Mr. Schmieg said in a Skype interview from Berlin that he was fascinated by the ways in which technology and casual labor had become intertwined, both in the art world and the rest of the economy. “It seems sort of appropriate now,” he said.

That playfulness — sometimes connecting with wider artistic culture, more often subverting it — courses through the history of net art. Like Ms. Lialina, the Italian-born artist duo Eva and Franco Mattes discovered the web in the mid-1990s, when they were in their late teens. In 1998 they started operating under the name “0100101110101101.org” — a semi-ironic symbol of their commitment to digital.

In 2006 they moved to Brooklyn and continued to make art, increasingly obsessed by the ways digital connectivity had infiltrated “real” life — from the dark web to cat memes, photo-hacking to digital surveillance.

As early as 2000, the Matteses had put the contents of their hard drives online, for anyone to pick through (“Life Sharing,” 2000–3). A far bleaker work, “No Fun” (2010), was a performance in which Mr. Mattes faked his suicide on the webcam-sharing site Chatroulette. Out of several thousand people who saw the live feed of this apparent death, only one called the police.

“People thought it was strange then to make that sort of work,” said Mr. Mattes said in April, speaking via Skype from Milan, where he and his partner have been trapped by Italy’s lockdown. “But we understood it would be the future, and we wanted to be there as early as possible.”

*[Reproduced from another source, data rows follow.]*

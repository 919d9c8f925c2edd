use diesel_async::{
    pooled_connection::{deadpool::Pool, AsyncDieselConnectionManager, ManagerConfig},
    AsyncPgConnection,
};

pub type DbPool = Pool<AsyncPgConnection>;

async fn establish_tls_connection(config: String) -> diesel::ConnectionResult<AsyncPgConnection> {
    let root_store =
        rustls::RootCertStore::from_iter(webpki_roots::TLS_SERVER_ROOTS.iter().cloned());
    let tls_config = rustls::ClientConfig::builder()
        .with_root_certificates(root_store)
        .with_no_client_auth();
    let tls = tokio_postgres_rustls::MakeRustlsConnect::new(tls_config);

    let (client, connection) = tokio_postgres::connect(&config, tls)
        .await
        .map_err(|e| diesel::ConnectionError::BadConnection(e.to_string()))?;

    tokio::spawn(async move {
        if let Err(e) = connection.await {
            tracing::error!("Connection error: {}", e);
        }
    });

    AsyncPgConnection::try_from(client).await
}

/// Build the connection pool; TLS is used unless explicitly disabled for
/// local development databases.
pub fn establish_connection_pool(database_url: &str, use_tls: bool) -> anyhow::Result<DbPool> {
    let config = if use_tls {
        let mut manager_config = ManagerConfig::default();
        manager_config.custom_setup =
            Box::new(|url| Box::pin(establish_tls_connection(url.to_string())));

        AsyncDieselConnectionManager::<AsyncPgConnection>::new_with_config(
            database_url,
            manager_config,
        )
    } else {
        AsyncDieselConnectionManager::<AsyncPgConnection>::new(database_url)
    };

    let pool = Pool::builder(config).build()?;

    Ok(pool)
}
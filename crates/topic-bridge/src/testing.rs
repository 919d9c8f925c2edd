//! In-memory stand-ins for the mailbox, the chat platform and the outbound
//! mail transport.

use crate::chat::ChatPlatform;
use crate::error::{BridgeError, BridgeResult};
use crate::mail::{MailMessage, MailSender, MailboxService};
use crate::poller::MessageHandler;
use async_trait::async_trait;
use shared_types::ThreadHandle;
use std::collections::BTreeMap;
use std::sync::atomic::{AtomicBool, AtomicI64, Ordering};
use std::sync::{Arc, Mutex};
use tokio::sync::mpsc;

/// Plain-text RFC 822 message
pub fn raw_message(from: &str, subject: &str, message_id: &str, body: &str) -> Vec<u8> {
    format!(
        "From: {}\r\nTo: bridge@example.com\r\nSubject: {}\r\nMessage-ID: {}\r\n\
Content-Type: text/plain; charset=utf-8\r\n\r\n{}\r\n",
        from, subject, message_id, body
    )
    .into_bytes()
}

#[derive(Default)]
pub struct FakeMailbox {
    count: Mutex<u32>,
    messages: Mutex<BTreeMap<u32, MailMessage>>,
    fetches: Mutex<Vec<(u32, u32)>>,
    fail_count: AtomicBool,
    fail_fetch: AtomicBool,
}

impl FakeMailbox {
    /// Mailbox already holding `count` messages, none of which matter
    pub fn with_messages(count: u32) -> Self {
        let mailbox = Self::default();
        mailbox.set_count(count);
        mailbox
    }

    pub fn set_count(&self, count: u32) {
        *self.count.lock().unwrap() = count;
    }

    /// Place a message at `seq` and grow the count to include it
    pub fn deliver(&self, seq: u32, from: &str, subject: &str) {
        let raw = raw_message(
            from,
            subject,
            &format!("<msg{}@example.com>", seq),
            &format!("Body of {}", subject),
        );
        self.deliver_message(MailMessage::from_raw(seq, raw));
    }

    pub fn deliver_message(&self, message: MailMessage) {
        let seq = message.seq;
        self.messages.lock().unwrap().insert(seq, message);
        let mut count = self.count.lock().unwrap();
        *count = (*count).max(seq);
    }

    pub fn fail_next_count(&self) {
        self.fail_count.store(true, Ordering::SeqCst);
    }

    pub fn fail_next_fetch(&self) {
        self.fail_fetch.store(true, Ordering::SeqCst);
    }

    /// Every `fetch_range` call so far, failed ones included
    pub fn fetches(&self) -> Vec<(u32, u32)> {
        self.fetches.lock().unwrap().clone()
    }
}

#[async_trait]
impl MailboxService for FakeMailbox {
    async fn count(&self) -> BridgeResult<u32> {
        if self.fail_count.swap(false, Ordering::SeqCst) {
            return Err(BridgeError::transport("imap", "connection reset"));
        }
        Ok(*self.count.lock().unwrap())
    }

    async fn fetch_range(&self, from: u32, to: u32) -> BridgeResult<Vec<MailMessage>> {
        self.fetches.lock().unwrap().push((from, to));
        if self.fail_fetch.swap(false, Ordering::SeqCst) {
            return Err(BridgeError::transport("imap", "fetch timed out"));
        }
        Ok(self
            .messages
            .lock()
            .unwrap()
            .range(from..=to)
            .map(|(_, m)| m.clone())
            .collect())
    }
}

/// Forwards every handled message to a channel
pub struct RecordingHandler {
    tx: mpsc::UnboundedSender<MailMessage>,
}

impl RecordingHandler {
    pub fn new() -> (Arc<Self>, mpsc::UnboundedReceiver<MailMessage>) {
        let (tx, rx) = mpsc::unbounded_channel();
        (Arc::new(Self { tx }), rx)
    }
}

#[async_trait]
impl MessageHandler for RecordingHandler {
    async fn handle_message(&self, message: MailMessage) {
        let _ = self.tx.send(message);
    }
}

/// Chat platform that hands out increasing handles and records every call
pub struct FakeChat {
    next_handle: AtomicI64,
    created: Mutex<Vec<(i64, String, ThreadHandle)>>,
    posts: Mutex<Vec<(ThreadHandle, String)>>,
    deleted: Mutex<Vec<ThreadHandle>>,
    fail_create: AtomicBool,
}

impl FakeChat {
    pub fn new() -> Self {
        Self {
            next_handle: AtomicI64::new(100),
            created: Mutex::new(Vec::new()),
            posts: Mutex::new(Vec::new()),
            deleted: Mutex::new(Vec::new()),
            fail_create: AtomicBool::new(false),
        }
    }

    pub fn fail_next_create(&self) {
        self.fail_create.store(true, Ordering::SeqCst);
    }

    pub fn created(&self) -> Vec<(i64, String, ThreadHandle)> {
        self.created.lock().unwrap().clone()
    }

    pub fn posts(&self) -> Vec<(ThreadHandle, String)> {
        self.posts.lock().unwrap().clone()
    }

    pub fn deleted(&self) -> Vec<ThreadHandle> {
        self.deleted.lock().unwrap().clone()
    }
}

#[async_trait]
impl ChatPlatform for FakeChat {
    async fn create_thread(&self, space_id: i64, title: &str) -> BridgeResult<ThreadHandle> {
        // Suspend once so concurrent callers interleave here
        tokio::task::yield_now().await;

        if self.fail_create.swap(false, Ordering::SeqCst) {
            return Err(BridgeError::transport("telegram", "Too Many Requests"));
        }

        let handle = ThreadHandle(self.next_handle.fetch_add(1, Ordering::SeqCst));
        self.created
            .lock()
            .unwrap()
            .push((space_id, title.to_string(), handle));
        Ok(handle)
    }

    async fn post_message(
        &self,
        _space_id: i64,
        handle: ThreadHandle,
        text: &str,
    ) -> BridgeResult<()> {
        self.posts.lock().unwrap().push((handle, text.to_string()));
        Ok(())
    }

    async fn delete_thread(&self, _space_id: i64, handle: ThreadHandle) -> BridgeResult<()> {
        self.deleted.lock().unwrap().push(handle);
        Ok(())
    }
}

#[derive(Debug, Clone, PartialEq, Eq)]
pub struct SentMail {
    pub to: String,
    pub subject: String,
    pub in_reply_to: Option<String>,
    pub body: String,
}

#[derive(Default)]
pub struct FakeSender {
    sent: Mutex<Vec<SentMail>>,
}

impl FakeSender {
    pub fn new() -> Self {
        Self::default()
    }

    pub fn sent(&self) -> Vec<SentMail> {
        self.sent.lock().unwrap().clone()
    }
}

#[async_trait]
impl MailSender for FakeSender {
    async fn send(&self, to: &str, subject: &str, body: &str) -> BridgeResult<()> {
        self.sent.lock().unwrap().push(SentMail {
            to: to.to_string(),
            subject: subject.to_string(),
            in_reply_to: None,
            body: body.to_string(),
        });
        Ok(())
    }

    async fn reply(
        &self,
        to: &str,
        subject: &str,
        in_reply_to: &str,
        body: &str,
    ) -> BridgeResult<()> {
        self.sent.lock().unwrap().push(SentMail {
            to: to.to_string(),
            subject: subject.to_string(),
            in_reply_to: Some(in_reply_to.to_string()),
            body: body.to_string(),
        });
        Ok(())
    }
}
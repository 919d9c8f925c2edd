//! The two event paths of the bridge.
//!
//! Inbound: a new mail is posted into its sender's thread, creating the
//! thread on first contact. Outbound: a person typing in an email thread
//! sends a reply to the correspondent.

use crate::chat::{ChatPlatform, ChatUpdate, UpdateHandler};
use crate::error::{BridgeError, BridgeResult};
use crate::mail::{build_reply_subject, extract_body, strip_quoted, MailMessage, MailSender};
use crate::poller::MessageHandler;
use crate::reconciler::ThreadReconciler;
use async_trait::async_trait;
use shared_types::{ThreadHandle, ThreadKind};
use std::sync::Arc;

pub struct Bridge {
    reconciler: ThreadReconciler,
    chat: Arc<dyn ChatPlatform>,
    sender: Arc<dyn MailSender>,
    space_id: i64,
}

impl Bridge {
    pub fn new(
        reconciler: ThreadReconciler,
        chat: Arc<dyn ChatPlatform>,
        sender: Arc<dyn MailSender>,
        space_id: i64,
    ) -> Self {
        Self {
            reconciler,
            chat,
            sender,
            space_id,
        }
    }

    /// Post a newly arrived mail into its sender's thread.
    ///
    /// Returns `Ok(None)` when the message has no usable sender and was
    /// skipped. The thread metadata is refreshed before the body is parsed,
    /// so replies target the latest message even if its body is unreadable.
    pub async fn handle_inbound_mail(
        &self,
        message: &MailMessage,
    ) -> BridgeResult<Option<ThreadHandle>> {
        let Some(sender) = message.sender.as_ref().filter(|s| !s.address.is_empty()) else {
            tracing::warn!("Message {} has no sender address; skipping", message.seq);
            return Ok(None);
        };

        let title = format!("{} ({})", sender.name, sender.address);
        let handle = self
            .reconciler
            .resolve_or_create(ThreadKind::Email, &sender.address, &title)
            .await?;

        self.reconciler
            .refresh_metadata(handle, &message.subject, &message.message_id)
            .await?;

        let body = extract_body(message)?;
        let text = format!("{}\n\n{}", message.subject, strip_quoted(&body));
        self.chat.post_message(self.space_id, handle, &text).await?;

        tracing::info!(
            "Forwarded message {} from {} to thread {}",
            message.seq,
            sender.address,
            handle
        );
        Ok(Some(handle))
    }

    /// Turn a chat message typed into an email thread into a reply mail.
    ///
    /// Updates from other chats, bot accounts, outside any thread, or in
    /// threads of another kind are ignored. A thread this bridge does not
    /// know fails with `ThreadNotFound`.
    pub async fn handle_chat_update(&self, update: &ChatUpdate) -> BridgeResult<()> {
        if update.space_id != self.space_id || update.from_bot {
            return Ok(());
        }
        let Some(handle) = update.thread_handle else {
            return Ok(());
        };
        if update.text.trim().is_empty() {
            tracing::debug!("Ignoring empty message in thread {}", handle);
            return Ok(());
        }

        let thread = self.reconciler.resolve_by_handle(handle).await?;

        if thread.kind != ThreadKind::Email {
            tracing::debug!("Ignoring message in {} thread {}", thread.kind, handle);
            return Ok(());
        }

        let subject = build_reply_subject(thread.last_subject.as_deref().unwrap_or_default());
        let body = format!("{}\n\nSent from {}", update.text, update.sender_name);

        match thread.last_message_ref.as_deref().filter(|r| !r.is_empty()) {
            Some(reference) => {
                self.sender
                    .reply(&thread.target, &subject, reference, &body)
                    .await?
            }
            None => self.sender.send(&thread.target, &subject, &body).await?,
        }

        tracing::info!("Sent reply from thread {} to {}", handle, thread.target);
        Ok(())
    }
}

fn log_failure(context: &str, err: &BridgeError) {
    match err {
        e if e.is_not_found() => tracing::debug!("{}: {}", context, e),
        BridgeError::NoReadableBody(_) => tracing::warn!("{}: {}", context, err),
        _ => tracing::error!("{}: {}", context, err),
    }
}

#[async_trait]
impl MessageHandler for Bridge {
    async fn handle_message(&self, message: MailMessage) {
        if let Err(e) = self.handle_inbound_mail(&message).await {
            log_failure(&format!("Dropping message {}", message.seq), &e);
        }
    }
}

#[async_trait]
impl UpdateHandler for Bridge {
    async fn handle_update(&self, update: ChatUpdate) {
        if let Err(e) = self.handle_chat_update(&update).await {
            log_failure("Chat message not forwarded", &e);
        }
    }
}
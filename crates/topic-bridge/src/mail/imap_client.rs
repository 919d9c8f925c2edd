use super::{MailMessage, MailboxService};
use crate::error::{BridgeError, BridgeResult};
use async_imap::Session;
use async_native_tls::TlsStream;
use async_trait::async_trait;
use futures::TryStreamExt;
use std::collections::BTreeMap;
use tokio::net::TcpStream;
use tokio::sync::Mutex;
use tokio_util::compat::{Compat, TokioAsyncReadCompatExt};

type ImapSession = Session<TlsStream<Compat<TcpStream>>>;

#[derive(Debug, Clone)]
pub struct ImapConfig {
    pub host: String,
    pub port: u16,
    pub username: String,
    pub password: String,
    pub mailbox: String,
}

/// IMAP mailbox over implicit TLS.
///
/// One session is shared behind a lock. Any failed command drops the session
/// and the next call reconnects.
pub struct ImapMailbox {
    config: ImapConfig,
    session: Mutex<Option<ImapSession>>,
}

impl ImapMailbox {
    /// Connect and log in eagerly so bad credentials fail at startup
    pub async fn connect(config: ImapConfig) -> BridgeResult<Self> {
        let session = open_session(&config).await?;

        Ok(Self {
            config,
            session: Mutex::new(Some(session)),
        })
    }

    pub async fn logout(&self) {
        if let Some(mut session) = self.session.lock().await.take() {
            if let Err(e) = session.logout().await {
                tracing::debug!("IMAP logout failed: {}", e);
            }
        }
    }
}

async fn open_session(config: &ImapConfig) -> BridgeResult<ImapSession> {
    let tcp = TcpStream::connect((config.host.as_str(), config.port))
        .await
        .map_err(|e| BridgeError::transport("imap", format!("connect failed: {}", e)))?;

    let tls = async_native_tls::TlsConnector::new();
    let tls_stream = tls
        .connect(config.host.as_str(), tcp.compat())
        .await
        .map_err(|e| BridgeError::transport("imap", format!("TLS handshake failed: {}", e)))?;

    let client = async_imap::Client::new(tls_stream);

    let session = client
        .login(&config.username, &config.password)
        .await
        .map_err(|e| BridgeError::transport("imap", format!("login failed: {}", e.0)))?;

    tracing::info!("Logged in to IMAP server {}:{}", config.host, config.port);

    Ok(session)
}

async fn ensure_session<'a>(
    config: &ImapConfig,
    slot: &'a mut Option<ImapSession>,
) -> BridgeResult<&'a mut ImapSession> {
    if slot.is_none() {
        tracing::debug!("Reconnecting to IMAP server {}", config.host);
        *slot = Some(open_session(config).await?);
    }

    slot.as_mut()
        .ok_or_else(|| BridgeError::transport("imap", "session unavailable"))
}

#[async_trait]
impl MailboxService for ImapMailbox {
    async fn count(&self) -> BridgeResult<u32> {
        let mut slot = self.session.lock().await;
        let session = ensure_session(&self.config, &mut slot).await?;

        // SELECT again on every call so EXISTS reflects the live mailbox
        match session.select(&self.config.mailbox).await {
            Ok(mailbox) => Ok(mailbox.exists),
            Err(e) => {
                *slot = None;
                Err(BridgeError::transport(
                    "imap",
                    format!("failed to select {}: {}", self.config.mailbox, e),
                ))
            }
        }
    }

    async fn fetch_range(&self, from: u32, to: u32) -> BridgeResult<Vec<MailMessage>> {
        let mut slot = self.session.lock().await;
        let session = ensure_session(&self.config, &mut slot).await?;

        let range = format!("{}:{}", from, to);
        let fetched: Result<Vec<_>, _> = match session.fetch(&range, "(UID RFC822)").await {
            Ok(stream) => stream.try_collect().await,
            Err(e) => Err(e),
        };

        let fetched = match fetched {
            Ok(fetched) => fetched,
            Err(e) => {
                *slot = None;
                return Err(BridgeError::transport(
                    "imap",
                    format!("failed to fetch {}: {}", range, e),
                ));
            }
        };

        // Unsolicited FETCH responses (flag changes) can arrive for any
        // sequence number and carry no body; keep one entry per requested
        // message, preferring the one with content.
        let mut messages: BTreeMap<u32, MailMessage> = BTreeMap::new();
        for fetch in &fetched {
            let seq = fetch.message;
            if seq < from || seq > to {
                continue;
            }

            match fetch.body() {
                Some(body) => {
                    messages.insert(seq, MailMessage::from_raw(seq, body.to_vec()));
                }
                None => {
                    messages
                        .entry(seq)
                        .or_insert_with(|| MailMessage::without_body(seq, None, "", ""));
                }
            }
        }

        Ok(messages.into_values().collect())
    }
}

Shunted to the margins, net art often tried to capitalize on its renegade status, Ms. Mattes added. “It hasn’t broken any sales records,” she said. “But my main measure is long-term influence. Net artists intuited before others that all this would shape culture.”

Both the Matteses and Mr. Schmieg said they were in two minds about whether the pandemic-stricken art world was handling the shift to digital successfully.

“If you’re just rushing your existing shows online, that’s not so interesting,” said Mr. Schmieg. “3-D models of your galleries and that’s it, who cares? It has to add something more.”

Curators should be bolder and more imaginative, Ms. Mattes said. “I would love to see these new settlers explore the peripheries, go underground and not just sit on the surface,” she said.

Mr. Schmieg said he hoped that lockdown might inspire younger artists to make works for purely digital spaces, as well as encouraging museums to acquire key net art pieces from the past. “It helps move the discourse,” he said. “These works might finally get attention.”

Back in London, the Arebyte gallery remains shuttered, but Ms. Lialina’s exhibition “Best Effort Network,” is on through the end of May and may be extended. A video feed connects viewers to the deserted gallery, where they can watch screens replaying video works.

Even so, a new piece, “Hosted” (2020), is best viewed online: Described as a “network performance,” it requires you to click on a series of links, each of which connects to a static photograph of the artist swimming — when you tab through them, like a web-based child’s flipbook, she appears to move. An image of both freedom and constraint, it seems touching right now, when pools in many countries are closed.

Mr. Schmieg, however, acknowledged that making art in the current circumstances has been tricky. He registered the domain name “quarantine.gallery,” soon after lockdown started in Berlin but, juggling child care and remote teaching engagements, hasn’t found time to put anything up there yet.

Likewise, a socially distanced version of his “Gallery.Delivery” project — a project whose moment has surely come — still doesn’t seem feasible, even as Germany cautiously reopens.

“Like everyone else,” he said, “I’m finding it hard to get any work done.”